>>>

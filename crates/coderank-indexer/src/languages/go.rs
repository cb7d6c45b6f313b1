//! Go extractor

use super::patterns::{self, Body, CallRules, DefKind, DefPattern, PatternSpec, Source, Syntax};
use crate::extractor::{ExtractionResult, LanguageExtractor};
use anyhow::Result;
use coderank_core::ImportRef;
use once_cell::sync::Lazy;
use regex::Regex;

/// `func name(` and `func (r *T) name(`; the receiver type becomes the scope.
static FUNC: Lazy<Regex> = Lazy::new(|| {
    Regex::new(r"(?m)^func\s*(?:\((?P<recv>[^)]*)\)\s*)?(?P<name>[A-Za-z_]\w*)\s*(?:\[[^\]]*\])?\s*\(")
        .expect("Invalid Go func regex")
});

static TYPE: Lazy<Regex> = Lazy::new(|| {
    Regex::new(r"(?m)^type\s+(?P<name>[A-Za-z_]\w*)(?:\[[^\]]*\])?\s+(?:struct|interface)\b")
        .expect("Invalid Go type regex")
});

static IMPORT_LINE: Lazy<Regex> = Lazy::new(|| {
    Regex::new(r#"(?m)^[ \t]*import\s+(?:[\w.]+\s+)?"(?P<target>[^"\n]+)""#)
        .expect("Invalid Go import regex")
});

static IMPORT_BLOCK: Lazy<Regex> = Lazy::new(|| {
    Regex::new(r"(?m)^[ \t]*import\s*\((?P<block>[^)]*)\)").expect("Invalid Go import block regex")
});

static BLOCK_ENTRY: Lazy<Regex> = Lazy::new(|| {
    Regex::new(r#"(?m)^[ \t]*(?:[\w.]+[ \t]+)?"(?P<target>[^"\n]+)""#)
        .expect("Invalid Go import entry regex")
});

static DEFINITIONS: [DefPattern; 2] = [
    DefPattern { regex: &TYPE, kind: DefKind::Container, body: Body::Braced },
    DefPattern { regex: &FUNC, kind: DefKind::Callable, body: Body::Braced },
];

static GO: PatternSpec = PatternSpec {
    syntax: Syntax {
        single_quote_strings: false,
        backtick_strings: true,
        triple_quote_strings: false,
        raw_strings: false,
        multiline_strings: false,
        brace_on_same_line: true,
    },
    definitions: &DEFINITIONS,
    keywords: &[
        "if", "for", "switch", "select", "return", "go", "defer", "func", "range", "map", "chan",
        "struct", "interface", "type", "var", "const", "package", "import", "else", "case",
        "default",
    ],
    calls: CallRules {
        self_receivers: &[],
        path_receivers: &[],
        exported_members: true,
    },
    imports,
};

fn imports(source: &Source<'_>) -> Vec<ImportRef> {
    let mut found = source.scan_imports(&IMPORT_LINE, |caps, line| {
        caps.name("target")
            .map(|t| ImportRef::statement(t.as_str(), line))
    });

    for caps in IMPORT_BLOCK.captures_iter(source.raw) {
        let (Some(whole), Some(block)) = (caps.get(0), caps.name("block")) else {
            continue;
        };
        let keyword = whole.start() + (whole.as_str().len() - whole.as_str().trim_start().len());
        if !source.is_code(keyword) {
            continue;
        }
        for entry in BLOCK_ENTRY.captures_iter(block.as_str()) {
            let (Some(m), Some(target)) = (entry.get(0), entry.name("target")) else {
                continue;
            };
            let lead = m.as_str().len() - m.as_str().trim_start().len();
            let start = block.start() + m.start() + lead;
            if source.is_code(start) {
                found.push(ImportRef::statement(target.as_str(), source.line_of(start)));
            }
        }
    }
    found.sort_by_key(|i| i.line);
    found
}

pub struct GoExtractor;

impl LanguageExtractor for GoExtractor {
    fn extract(&self, path: &str, text: &str) -> Result<ExtractionResult> {
        patterns::extract(&GO, path, text)
    }
}
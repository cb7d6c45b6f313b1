//! C and C++ extractor

use super::patterns::{self, Body, CallRules, DefKind, DefPattern, PatternSpec, Source, Syntax};
use crate::extractor::{ExtractionResult, LanguageExtractor};
use anyhow::Result;
use coderank_core::{ImportKind, ImportRef};
use once_cell::sync::Lazy;
use regex::Regex;

/// `ret name(params) {`, including `Class::method` and next-line braces.
static FUNCTION: Lazy<Regex> = Lazy::new(|| {
    Regex::new(
        r"(?m)^[ \t]*[A-Za-z_][\w:<>,*&~ \t]*?[\s*&]+(?P<name>~?[A-Za-z_]\w*(?:::~?[A-Za-z_]\w*)*)\s*\([^;{}]*?\)\s*(?:const\s*)?(?:noexcept\s*)?(?:override\s*)?(?:final\s*)?\{",
    )
    .expect("Invalid C function regex")
});

static RECORD: Lazy<Regex> = Lazy::new(|| {
    Regex::new(
        r"\b(?:struct|class|union)\s+(?:[A-Z_]+\s+)?(?P<name>[A-Za-z_]\w*)\s*(?:final\s*)?(?::[^{;]*)?\{",
    )
    .expect("Invalid C struct regex")
});

static NAMESPACE: Lazy<Regex> = Lazy::new(|| {
    Regex::new(r"\bnamespace\s+(?P<name>[A-Za-z_]\w*(?:::[A-Za-z_]\w*)*)\s*\{")
        .expect("Invalid C++ namespace regex")
});

static INCLUDE: Lazy<Regex> = Lazy::new(|| {
    Regex::new(r#"(?m)^[ \t]*#[ \t]*include[ \t]*(?P<open>[<"])(?P<target>[^">\n]+)[">]"#)
        .expect("Invalid C include regex")
});

static DEFINITIONS: [DefPattern; 3] = [
    DefPattern { regex: &NAMESPACE, kind: DefKind::Scope, body: Body::Braced },
    DefPattern { regex: &RECORD, kind: DefKind::Container, body: Body::Braced },
    DefPattern { regex: &FUNCTION, kind: DefKind::Callable, body: Body::Braced },
];

static C_FAMILY: PatternSpec = PatternSpec {
    syntax: Syntax {
        single_quote_strings: false,
        backtick_strings: false,
        triple_quote_strings: false,
        raw_strings: false,
        multiline_strings: false,
        brace_on_same_line: false,
    },
    definitions: &DEFINITIONS,
    keywords: &[
        "if", "while", "for", "switch", "return", "sizeof", "catch", "else", "do", "case",
        "typeof", "alignof", "alignas", "decltype", "static_assert", "defined", "new", "delete",
        "throw", "noexcept",
    ],
    calls: CallRules {
        self_receivers: &["this"],
        path_receivers: &[],
        exported_members: false,
    },
    imports,
};

fn imports(source: &Source<'_>) -> Vec<ImportRef> {
    source.scan_imports(&INCLUDE, |caps, line| {
        let target = caps.name("target")?.as_str().trim();
        let angled = caps.name("open").is_some_and(|o| o.as_str() == "<");
        Some(ImportRef::statement(target, line).with_kind(ImportKind::Include { angled }))
    })
}

/// Shared by C and C++; the two are not told apart below the extension table.
pub struct CExtractor;

impl LanguageExtractor for CExtractor {
    fn extract(&self, path: &str, text: &str) -> Result<ExtractionResult> {
        patterns::extract(&C_FAMILY, path, text)
    }
}
//! Swift extractor

use super::patterns::{self, Body, CallRules, DefKind, DefPattern, PatternSpec, Source, Syntax};
use crate::extractor::{ExtractionResult, LanguageExtractor};
use anyhow::Result;
use coderank_core::ImportRef;
use once_cell::sync::Lazy;
use regex::Regex;

static FUNC: Lazy<Regex> = Lazy::new(|| {
    Regex::new(r"\bfunc\s+(?P<name>[A-Za-z_]\w*)").expect("Invalid Swift func regex")
});

static TYPE: Lazy<Regex> = Lazy::new(|| {
    Regex::new(r"\b(?:class|struct|enum|protocol|actor)\s+(?P<name>[A-Za-z_]\w*)")
        .expect("Invalid Swift type regex")
});

static EXTENSION: Lazy<Regex> = Lazy::new(|| {
    Regex::new(r"\bextension\s+(?P<name>[A-Za-z_]\w*)").expect("Invalid Swift extension regex")
});

static IMPORT: Lazy<Regex> = Lazy::new(|| {
    Regex::new(
        r"(?m)^[ \t]*(?:@testable\s+)?import\s+(?:(?:class|struct|func|enum|protocol|typealias|var|let)\s+)?(?P<target>[A-Za-z_][\w.]*)",
    )
    .expect("Invalid Swift import regex")
});

static DEFINITIONS: [DefPattern; 3] = [
    DefPattern { regex: &EXTENSION, kind: DefKind::Scope, body: Body::Braced },
    DefPattern { regex: &TYPE, kind: DefKind::Container, body: Body::Braced },
    DefPattern { regex: &FUNC, kind: DefKind::Callable, body: Body::Braced },
];

static SWIFT: PatternSpec = PatternSpec {
    syntax: Syntax {
        single_quote_strings: false,
        backtick_strings: false,
        triple_quote_strings: true,
        raw_strings: false,
        multiline_strings: false,
        brace_on_same_line: true,
    },
    definitions: &DEFINITIONS,
    keywords: &[
        "if", "guard", "while", "for", "switch", "return", "func", "var", "let", "case", "catch",
        "repeat", "in", "where", "as", "is", "try", "throw", "throws", "rethrows", "await",
        "super", "self", "init", "deinit", "subscript", "defer", "do", "else",
    ],
    calls: CallRules {
        self_receivers: &["self"],
        path_receivers: &[],
        exported_members: false,
    },
    imports,
};

fn imports(source: &Source<'_>) -> Vec<ImportRef> {
    source.scan_imports(&IMPORT, |caps, line| {
        caps.name("target")
            .map(|t| ImportRef::statement(t.as_str(), line))
    })
}

pub struct SwiftExtractor;

impl LanguageExtractor for SwiftExtractor {
    fn extract(&self, path: &str, text: &str) -> Result<ExtractionResult> {
        patterns::extract(&SWIFT, path, text)
    }
}
//! The batch pipeline: extract, build, rank, classify

use crate::builder::GraphBuilder;
use crate::bundle::{GraphBundle, RepoStats};
use crate::centrality::betweenness;
use crate::hits::HubAuthorityClassifier;
use crate::pagerank::ImportanceEngine;
use coderank_core::{CodeRankError, EngineConfig, Result, SourceFile};
use coderank_indexer::Coordinator;
use std::time::Instant;
use tracing::info;

pub struct Analyzer {
    config: EngineConfig,
    coordinator: Coordinator,
}

impl Analyzer {
    pub fn new(config: EngineConfig) -> Self {
        Analyzer {
            config,
            coordinator: Coordinator::new(),
        }
    }

    pub fn with_coordinator(mut self, coordinator: Coordinator) -> Self {
        self.coordinator = coordinator;
        self
    }

    pub fn config(&self) -> &EngineConfig {
        &self.config
    }

    /// Run every stage to completion. Per-file problems end up in
    /// `GraphBundle::warnings`; only an empty input or an inconsistent call
    /// graph is an error.
    pub fn analyze(&self, files: &[SourceFile], generation: u64) -> Result<GraphBundle> {
        if files.is_empty() {
            return Err(CodeRankError::NoFiles);
        }
        let start = Instant::now();

        let extracted = self.coordinator.run(files);
        let graphs = GraphBuilder::new(&self.config.resolver).build(&extracted)?;

        let engine = ImportanceEngine::new(self.config.pagerank.clone());
        let file_rank = engine.rank(&graphs.import_graph);
        let function_rank = engine.rank(&graphs.call_graph);
        let module_rank = engine.rank(&graphs.module_graph);
        let hits = HubAuthorityClassifier::new(self.config.hits.clone()).classify(&graphs.import_graph);
        let centrality = betweenness(&graphs.call_graph);

        let warnings: Vec<_> = extracted
            .iter()
            .flat_map(|f| f.warnings.iter().cloned())
            .collect();
        let stats = RepoStats::collect(&extracted, &graphs, warnings.len());

        let mut symbols = std::collections::HashMap::with_capacity(extracted.len());
        let mut nodes = Vec::with_capacity(extracted.len());
        for f in extracted {
            symbols.insert(f.file.path.clone(), f.symbols);
            nodes.push(f.file);
        }

        info!(
            generation,
            files = stats.total_files,
            functions = stats.functions,
            warnings = stats.warnings,
            elapsed_ms = start.elapsed().as_millis() as u64,
            "analysis complete"
        );

        Ok(GraphBundle {
            generation,
            config: self.config.clone(),
            files: nodes,
            symbols,
            graphs,
            file_rank,
            function_rank,
            module_rank,
            hits,
            centrality,
            warnings,
            stats,
        })
    }
}
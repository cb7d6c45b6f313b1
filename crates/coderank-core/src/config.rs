//! Engine configuration, loadable from TOML.

use crate::error::{CodeRankError, Result};
use serde::{Deserialize, Serialize};
use std::path::Path;

/// Top-level configuration for one analysis run.
#[derive(Debug, Clone, Default, PartialEq, Serialize, Deserialize)]
#[serde(default)]
pub struct EngineConfig {
    pub pagerank: PageRankConfig,
    pub hits: HitsConfig,
    pub resolver: ResolverConfig,
    pub export: ExportConfig,
}

impl EngineConfig {
    /// Load configuration from a TOML file and validate it.
    pub fn load(path: &Path) -> Result<Self> {
        let content = std::fs::read_to_string(path)?;
        tracing::debug!("loading configuration from {}", path.display());
        Self::from_toml(&content)
    }

    pub fn from_toml(content: &str) -> Result<Self> {
        let config: EngineConfig =
            toml::from_str(content).map_err(|e| CodeRankError::Config(e.to_string()))?;
        config.validate()?;
        Ok(config)
    }

    pub fn to_toml(&self) -> Result<String> {
        toml::to_string_pretty(self).map_err(|e| CodeRankError::Config(e.to_string()))
    }

    pub fn validate(&self) -> Result<()> {
        let pr = &self.pagerank;
        if !(pr.damping > 0.0 && pr.damping < 1.0) {
            return Err(CodeRankError::Config(format!(
                "pagerank.damping must be in (0, 1), got {}",
                pr.damping
            )));
        }
        if pr.max_iterations == 0 || self.hits.max_iterations == 0 {
            return Err(CodeRankError::Config(
                "max_iterations must be at least 1".to_string(),
            ));
        }
        if pr.tolerance <= 0.0 || self.hits.tolerance <= 0.0 {
            return Err(CodeRankError::Config(
                "tolerance must be positive".to_string(),
            ));
        }
        let w = self.resolver.ambiguous_weight;
        if !(w > 0.0 && w <= 1.0) {
            return Err(CodeRankError::Config(format!(
                "resolver.ambiguous_weight must be in (0, 1], got {w}"
            )));
        }
        if self.resolver.max_ambiguous_fanout == Some(0) {
            return Err(CodeRankError::Config(
                "resolver.max_ambiguous_fanout must be at least 1 when set".to_string(),
            ));
        }
        Ok(())
    }
}

/// Where the rank of nodes without outgoing edges goes each iteration.
#[derive(Debug, Clone, Copy, Default, PartialEq, Eq, Serialize, Deserialize)]
#[serde(rename_all = "snake_case")]
pub enum DanglingPolicy {
    /// Spread uniformly over all nodes.
    #[default]
    Uniform,
    /// Keep it on the dangling node, as if it linked to itself.
    SelfLoop,
}

#[derive(Debug, Clone, PartialEq, Serialize, Deserialize)]
#[serde(default)]
pub struct PageRankConfig {
    pub damping: f64,
    /// Convergence threshold on the L1 change between iterations.
    pub tolerance: f64,
    pub max_iterations: usize,
    pub dangling: DanglingPolicy,
}

impl Default for PageRankConfig {
    fn default() -> Self {
        Self {
            damping: 0.85,
            tolerance: 1e-8,
            max_iterations: 100,
            dangling: DanglingPolicy::Uniform,
        }
    }
}

#[derive(Debug, Clone, PartialEq, Serialize, Deserialize)]
#[serde(default)]
pub struct HitsConfig {
    pub tolerance: f64,
    pub max_iterations: usize,
}

impl Default for HitsConfig {
    fn default() -> Self {
        Self {
            tolerance: 1e-8,
            max_iterations: 100,
        }
    }
}

/// Call-site disambiguation knobs.
#[derive(Debug, Clone, PartialEq, Serialize, Deserialize)]
#[serde(default)]
pub struct ResolverConfig {
    /// Weight of each edge created for an unresolved name collision.
    pub ambiguous_weight: f64,
    /// Resolve to a unique candidate in the caller's own file before
    /// looking at the directory.
    pub prefer_same_file: bool,
    /// Cap on the number of reduced-weight edges per call site. `None`
    /// creates one per candidate.
    pub max_ambiguous_fanout: Option<usize>,
}

impl Default for ResolverConfig {
    fn default() -> Self {
        Self {
            ambiguous_weight: 0.3,
            prefer_same_file: true,
            max_ambiguous_fanout: None,
        }
    }
}

#[derive(Debug, Clone, PartialEq, Serialize, Deserialize)]
#[serde(default)]
pub struct ExportConfig {
    /// Node cap for whole-graph subgraph queries.
    pub max_subgraph_nodes: usize,
}

impl Default for ExportConfig {
    fn default() -> Self {
        Self {
            max_subgraph_nodes: 100,
        }
    }
}

#[cfg(test)]
mod tests {
    use super::*;

    #[test]
    fn default_config_roundtrips_through_toml() {
        let config = EngineConfig::default();
        let text = config.to_toml().unwrap();
        let parsed = EngineConfig::from_toml(&text).unwrap();
        assert_eq!(parsed, config);
    }

    #[test]
    fn partial_toml_fills_defaults() {
        let config = EngineConfig::from_toml(
            r#"
[pagerank]
damping = 0.9
dangling = "self_loop"

[resolver]
ambiguous_weight = 0.5
max_ambiguous_fanout = 3
"#,
        )
        .unwrap();
        assert_eq!(config.pagerank.damping, 0.9);
        assert_eq!(config.pagerank.dangling, DanglingPolicy::SelfLoop);
        assert_eq!(config.pagerank.max_iterations, 100);
        assert_eq!(config.resolver.max_ambiguous_fanout, Some(3));
        assert!(config.resolver.prefer_same_file);
        assert_eq!(config.export.max_subgraph_nodes, 100);
    }

    #[test]
    fn rejects_out_of_range_damping() {
        let err = EngineConfig::from_toml("[pagerank]\ndamping = 1.0\n").unwrap_err();
        assert!(matches!(err, CodeRankError::Config(_)));
    }

    #[test]
    fn rejects_zero_ambiguous_weight() {
        let err = EngineConfig::from_toml("[resolver]\nambiguous_weight = 0.0\n").unwrap_err();
        assert!(matches!(err, CodeRankError::Config(_)));
    }

    #[test]
    fn load_reads_file_from_disk() {
        let dir = tempfile::tempdir().unwrap();
        let path = dir.path().join("coderank.toml");
        std::fs::write(&path, "[export]\nmax_subgraph_nodes = 7\n").unwrap();
        let config = EngineConfig::load(&path).unwrap();
        assert_eq!(config.export.max_subgraph_nodes, 7);
    }

    #[test]
    fn load_missing_file_is_io_error() {
        let err = EngineConfig::load(Path::new("/definitely/not/here.toml")).unwrap_err();
        assert!(matches!(err, CodeRankError::Io(_)));
    }
}
//! Repository loading for the coderank CLI

pub mod loader;

pub use loader::load_repository;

<<<

#### What you have to do:
Extract all lines from the data in which "impl" is found.

#### Answer for this exercise:
impl LanguageExtractor for GoExtractor {
impl LanguageExtractor for CExtractor {
impl LanguageExtractor for SwiftExtractor {
impl Analyzer {
impl EngineConfig {
impl Default for PageRankConfig {
impl Default for HitsConfig {
impl Default for ResolverConfig {
impl Default for ExportConfig {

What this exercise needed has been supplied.